We provide everything to you free, when you finda job, pay us little. Thats all!

Personall references only. Contact by personal,.


fireball226
Youre stuck...get a job and save money in another account


lady_sephie
Rating
My dear, you must remove yourself from this situation, what you are suffering is domestic abuse of the cruelst kind.

In loving relationships people do not isolate others from those they love, they do not give them"the silent treatment" or use your children against you as tools of destuction. He probably blames you for all of his problems, and likes to shift the blame onto you to mess your head up more than it already is . Economically he probably controls you using money too I'll bet. That again, is somethign which does not happen in a loving relationship.

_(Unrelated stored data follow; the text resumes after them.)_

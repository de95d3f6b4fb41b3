//! Unlock relay - entry point.

use dhru_client::DhruClient;
use order_store::OrderStore;
use std::net::SocketAddr;
use tokio::net::TcpListener;
use tracing::{error, info};
use tracing_subscriber::{layer::SubscriberExt, util::SubscriberInitExt, EnvFilter};
use unlock_relay::api::{create_router_with_rate_limit, AppState, RateLimitState, RelayOptions};
use unlock_relay::config::Config;

#[tokio::main]
async fn main() {
    // Load configuration
    let config = match Config::load() {
        Ok(c) => c,
        Err(e) => {
            eprintln!("Failed to load configuration: {e:#}");
            std::process::exit(1);
        }
    };

    // Initialize logging
    let filter =
        EnvFilter::try_from_default_env().unwrap_or_else(|_| EnvFilter::new(&config.log.level));

    tracing_subscriber::registry()
        .with(filter)
        .with(tracing_subscriber::fmt::layer())
        .init();

    info!("Starting unlock relay");

    // Initialize storage
    let store = if config.cache.persist {
        OrderStore::open(config.cache.path.clone()).await
    } else {
        info!("Persistence disabled, using in-memory storage");
        OrderStore::memory()
    };

    // Initialize the provider client
    let client = match DhruClient::new(
        &config.provider.base_url,
        &config.provider.username,
        &config.provider.api_key,
        config.provider.timeout,
    ) {
        Ok(c) => c.with_session_cookie(&config.provider.session_cookie),
        Err(e) => {
            error!("Failed to create provider client: {}", e);
            std::process::exit(1);
        }
    };

    // Create application state
    let state = AppState::new(client, store, RelayOptions::from_config(&config));

    // Create rate limiter from config
    let rate_limit = RateLimitState::new(config.rate_limit.global_per_minute);

    // Create router with rate limiting
    let app = create_router_with_rate_limit(state, rate_limit);

    // Bind to address
    let addr = SocketAddr::new(
        config
            .server
            .listen_addr
            .parse()
            .unwrap_or([0, 0, 0, 0].into()),
        config.server.port,
    );

    info!("Listening on {}", addr);

    let listener = match TcpListener::bind(addr).await {
        Ok(l) => l,
        Err(e) => {
            error!("Failed to bind to {}: {}", addr, e);
            std::process::exit(1);
        }
    };

    // Run server
    if let Err(e) = axum::serve(listener, app).await {
        error!("Server error: {}", e);
        std::process::exit(1);
    }
}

It has to stop. Psychological cruelty like this is dangerous, and is the hallmark of an abusive personality. if he does not hurt you physically now, if you allow this to continue it won't be long before it could become a real possibility. What he is going is damaging you, and your mental health will suffer as well as that of your children.

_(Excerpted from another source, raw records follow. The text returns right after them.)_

//! Storage errors.

use thiserror::Error;

#[derive(Error, Debug)]
pub enum OrderStoreError {
    #[error("I/O error: {0}")]
    Io(#[from] std::io::Error),

    #[error("serialization error: {0}")]
    Serialization(#[from] serde_json::Error),
}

This man is abusing you as cruelly as any person can. You know that you have to get yourself and your children out of this position, but you feel trapped because he has cut you off from everybody you loved and trusted. Do not try to make this work or allow him to think that it is acceptable. It is not your fault, no matter what he tells you.

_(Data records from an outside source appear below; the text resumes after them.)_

//! HTTP request handlers.

use super::types::*;
use super::AppState;
use crate::error::RelayError;
use crate::validation;
use axum::{
    extract::{Path, State},
    http::header,
    response::{IntoResponse, Response},
    Json,
};
use chrono::Utc;
use dhru_client::normalize::{self, Service};
use dhru_client::{DhruError, ProviderReply};
use order_store::{DeviceKind, OrderRecord};
use serde_json::{json, Value};
use tracing::{info, warn};

/// Health check endpoint.
pub async fn health(State(state): State<AppState>) -> Json<HealthResponse> {
    let discovery = state.client.discovery().await;

    Json(HealthResponse {
        status: "ok".to_string(),
        endpoint_discovered: discovery.endpoint.is_some(),
        field_map_discovered: discovery.field_map.is_some(),
        orders_recorded: state.store.order_count().await,
    })
}

/// Reseller account balance.
pub async fn balance(State(state): State<AppState>) -> Result<Json<BalanceResponse>, RelayError> {
    let reply = state.client.request(&["accountinfo", "balance"], &[]).await?;

    let parsed = normalize::parse_json(&reply.text);
    let (balance, currency) = match parsed.as_ref().map(normalize::extract_balance) {
        Some(info) => (info.balance, info.currency),
        None => (None, None),
    };
    let error = parsed
        .as_ref()
        .and_then(|v| normalize::extract_error_message(v));

    Ok(Json(BalanceResponse {
        ok: reply.ok(),
        status: reply.status.as_u16(),
        balance,
        currency,
        error,
        raw_preview: state.client.preview(&reply.text),
    }))
}

/// Service catalog, cached and reshaped for resale.
pub async fn list_services(
    State(state): State<AppState>,
) -> Result<Json<ServicesResponse>, RelayError> {
    if let Some(services) = state.store.cached_services().await {
        return Ok(Json(ServicesResponse {
            ok: true,
            status: 200,
            services,
            cached: true,
            error: None,
            raw_preview: None,
        }));
    }

    let reply = state.client.request(&["services"], &[]).await?;

    let parsed = normalize::parse_json(&reply.text);
    let error = parsed
        .as_ref()
        .and_then(|v| normalize::extract_error_message(v));

    let entries = parsed
        .as_ref()
        .map(normalize::extract_service_list)
        .unwrap_or_default();
    let mut services: Vec<Service> = entries
        .iter()
        .filter_map(normalize::normalize_service)
        .collect();

    services = filter_services(services, &state.relay.allow_list, &state.relay.block_list);
    apply_profit_margin(&mut services, state.relay.profit_margin_percent);

    let services = serde_json::to_value(&services).map_err(|e| RelayError::Storage(e.to_string()))?;

    if reply.ok() {
        if let Err(e) = state
            .store
            .put_services(services.clone(), state.relay.services_ttl)
            .await
        {
            warn!(error = %e, "failed to persist services cache");
        }
    }

    Ok(Json(ServicesResponse {
        ok: reply.ok(),
        status: reply.status.as_u16(),
        services,
        cached: false,
        error,
        raw_preview: Some(state.client.preview(&reply.text)),
    }))
}

/// Widget-dialect service details for one service.
pub async fn service_details(
    State(state): State<AppState>,
    Path(id): Path<String>,
) -> Result<Json<ServiceDetailsResponse>, RelayError> {
    let service_id = validation::validate_service_id(&id)?;

    // Fixed widget fields the panels expect alongside the id.
    let fields = [
        ("serviceid", service_id.as_str()),
        ("chosen", "1"),
        ("charge", "0"),
        ("cart", ""),
        ("direct", ""),
        ("nommd5id", ""),
    ];

    let details = state
        .client
        .post_widget(
            &state.relay.service_details_path,
            &fields,
            state.relay.auth_placement,
        )
        .await?;

    Ok(Json(ServiceDetailsResponse {
        service_id,
        details,
    }))
}

/// Place an unlock order.
pub async fn place_order(
    State(state): State<AppState>,
    Json(request): Json<PlaceOrderRequest>,
) -> Result<Json<PlaceOrderResponse>, RelayError> {
    let service_id = validation::validate_service_id(request.service_id.as_deref().unwrap_or(""))?;
    let device = validation::validate_device_input(request.device_value().unwrap_or(""))?;

    let extra: Vec<(String, String)> = request
        .additional_fields
        .iter()
        .filter_map(|(k, v)| normalize::value_to_string(v).map(|v| (k.clone(), v)))
        .collect();

    // Parameter-name candidates; deployments disagree on both the id and
    // the device field.
    let device_fields: &[&str] = match device.kind {
        DeviceKind::Imei => &["imei", "imei_custom"],
        DeviceKind::Sn => &["sn", "imei"],
    };

    let mut result: Option<ProviderReply> = None;
    'attempts: for &device_field in device_fields {
        for id_field in ["serviceid", "service_id"] {
            let mut params: Vec<(&str, &str)> = vec![
                (id_field, service_id.as_str()),
                (device_field, device.value.as_str()),
            ];
            for (k, v) in &extra {
                params.push((k.as_str(), v.as_str()));
            }

            let attempt = state.client.request(&["placeorder"], &params).await?;
            let ok = attempt.ok();
            if result.is_none() || ok {
                result = Some(attempt);
            }
            if ok {
                break 'attempts;
            }
        }
    }
    let reply = result.ok_or(RelayError::Provider(DhruError::NoUsableResponse))?;

    let parsed = normalize::parse_json(&reply.text);
    let (order_id, message, status) = match parsed.as_ref().map(normalize::extract_order) {
        Some(info) => (info.order_id, info.message, info.status),
        None => (None, None, None),
    };
    let error = parsed
        .as_ref()
        .and_then(|v| normalize::extract_error_message(v));

    let order = if reply.ok() {
        let raw = parsed
            .clone()
            .unwrap_or_else(|| json!({ "raw": state.client.preview(&reply.text) }));
        let record = OrderRecord::new(
            order_id,
            service_id.clone(),
            device.kind,
            device.value.clone(),
            status,
            raw,
        );
        if let Err(e) = state.store.add_order(record.clone()).await {
            warn!(error = %e, "failed to persist order record");
        }
        info!(order_id = %record.id, service_id = %service_id, "order recorded");
        Some(record)
    } else {
        warn!(
            service_id = %service_id,
            status = reply.status.as_u16(),
            "provider rejected order"
        );
        None
    };

    Ok(Json(PlaceOrderResponse {
        ok: reply.ok(),
        status: reply.status.as_u16(),
        order,
        message,
        error,
        raw_preview: state.client.preview(&reply.text),
    }))
}

/// The local order log.
pub async fn list_orders(State(state): State<AppState>) -> Json<OrdersResponse> {
    let orders = state.store.orders().await;
    let total = orders.len();
    Json(OrdersResponse { orders, total })
}

/// Order status, from the provider or the local log.
pub async fn order_status(
    State(state): State<AppState>,
    Path(id): Path<String>,
) -> Result<Response, RelayError> {
    let order_id = validation::validate_order_id(&id)?;

    if !state.relay.order_status_enabled {
        let order = state
            .store
            .find_order(&order_id)
            .await
            .ok_or_else(|| RelayError::OrderNotFound(order_id.clone()))?;
        return Ok(Json(LocalOrderStatusResponse { order, stub: true }).into_response());
    }

    let mut result: Option<ProviderReply> = None;
    for field in ["orderid", "order_id", "id"] {
        let attempt = state
            .client
            .request(&["orderstatus"], &[(field, order_id.as_str())])
            .await?;
        let ok = attempt.ok();
        if result.is_none() || ok {
            result = Some(attempt);
        }
        if ok {
            break;
        }
    }
    let reply = result.ok_or(RelayError::Provider(DhruError::NoUsableResponse))?;

    let parsed = normalize::parse_json(&reply.text);
    let (extracted_id, provider_status) = match parsed.as_ref().map(normalize::extract_order_status)
    {
        Some(info) => (info.order_id, info.provider_status),
        None => (None, None),
    };
    let error = parsed
        .as_ref()
        .and_then(|v| normalize::extract_error_message(v));

    Ok(Json(OrderStatusResponse {
        ok: reply.ok(),
        status: reply.status.as_u16(),
        order_id: extracted_id.unwrap_or(order_id),
        provider_status,
        error,
        raw_preview: state.client.preview(&reply.text),
    })
    .into_response())
}

/// Diagnostic endpoint: run the probe matrix against the provider.
pub async fn provider_probe(State(state): State<AppState>) -> impl IntoResponse {
    let results = state
        .client
        .run_probe_matrix(&state.relay.service_details_path)
        .await;
    let discovery = state.client.discovery().await;

    let report = ProbeResponse {
        timestamp: Utc::now().to_rfc3339(),
        base_url: state.client.base_url().to_string(),
        discovery,
        results,
    };

    ([(header::CACHE_CONTROL, "no-store")], Json(report))
}

/// Apply the allow/block id filters to a normalized service list.
///
/// Entries without a recognizable id survive the block list but not an
/// allow list.
fn filter_services(services: Vec<Service>, allow: &[String], block: &[String]) -> Vec<Service> {
    services
        .into_iter()
        .filter(|service| {
            let id = service
                .service_id
                .as_ref()
                .and_then(normalize::value_to_string);
            match id {
                Some(id) => {
                    (allow.is_empty() || allow.contains(&id)) && !block.contains(&id)
                }
                None => allow.is_empty(),
            }
        })
        .collect()
}

/// Mark numeric prices up by the configured margin, rounded to cents.
/// String prices pass through untouched.
fn apply_profit_margin(services: &mut [Service], margin_percent: f64) {
    if margin_percent == 0.0 {
        return;
    }
    for service in services {
        if let Some(price) = service.price.as_ref().and_then(Value::as_f64) {
            let marked_up = (price * (1.0 + margin_percent / 100.0) * 100.0).round() / 100.0;
            if let Some(number) = serde_json::Number::from_f64(marked_up) {
                service.price = Some(Value::Number(number));
            }
        }
    }
}

#[cfg(test)]
mod tests {
    use super::*;

    fn service(id: &str, price: Value) -> Service {
        Service {
            service_id: Some(json!(id)),
            name: Some(json!("Unlock")),
            price: Some(price),
            delivery_time: None,
            min: None,
            max: None,
            active: None,
            category: None,
        }
    }

    #[test]
    fn allow_list_keeps_only_listed_ids() {
        let services = vec![
            service("101", json!(5.0)),
            service("102", json!(5.0)),
            service("103", json!(5.0)),
        ];
        let kept = filter_services(services, &["102".to_string()], &[]);
        assert_eq!(kept.len(), 1);
        assert_eq!(kept[0].service_id, Some(json!("102")));
    }

    #[test]
    fn block_list_removes_listed_ids() {
        let services = vec![service("101", json!(5.0)), service("102", json!(5.0))];
        let kept = filter_services(services, &[], &["101".to_string()]);
        assert_eq!(kept.len(), 1);
        assert_eq!(kept[0].service_id, Some(json!("102")));
    }

    #[test]
    fn numeric_ids_match_string_filters() {
        let services = vec![service("101", json!(5.0))];
        let mut numeric = services.clone();
        numeric[0].service_id = Some(json!(101));
        let kept = filter_services(numeric, &["101".to_string()], &[]);
        assert_eq!(kept.len(), 1);
    }

    #[test]
    fn margin_marks_up_numeric_prices_only() {
        let mut services = vec![
            service("101", json!(10.0)),
            service("102", json!("4.50 USD")),
        ];
        apply_profit_margin(&mut services, 15.0);

        assert_eq!(services[0].price, Some(json!(11.5)));
        assert_eq!(services[1].price, Some(json!("4.50 USD")));
    }

    #[test]
    fn margin_rounds_to_cents() {
        let mut services = vec![service("101", json!(9.99))];
        apply_profit_margin(&mut services, 10.0);
        assert_eq!(services[0].price, Some(json!(10.99)));
    }

    #[test]
    fn zero_margin_is_a_no_op() {
        let mut services = vec![service("101", json!(10.0))];
        apply_profit_margin(&mut services, 0.0);
        assert_eq!(services[0].price, Some(json!(10.0)));
    }
}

The more you give the more he will take and what you give will never be enough. He will wear away at you until there is nothing left. When it gets to this stage one of two things happen, you lie down and die or your instincts kick in and you reach the end of your mental tolerance and lash back at him.

What you need to do, today...is to go right now and get some legal help. You can get this free from citizens advice...or if you arnt working you can claim legal aid.

It is very possible that you could be allowed to stay in your own home, but you have to seek legal help for that to happen. You cankick him out and are within your rights to do so. Nobody has to suffer abuse, especially in their own home.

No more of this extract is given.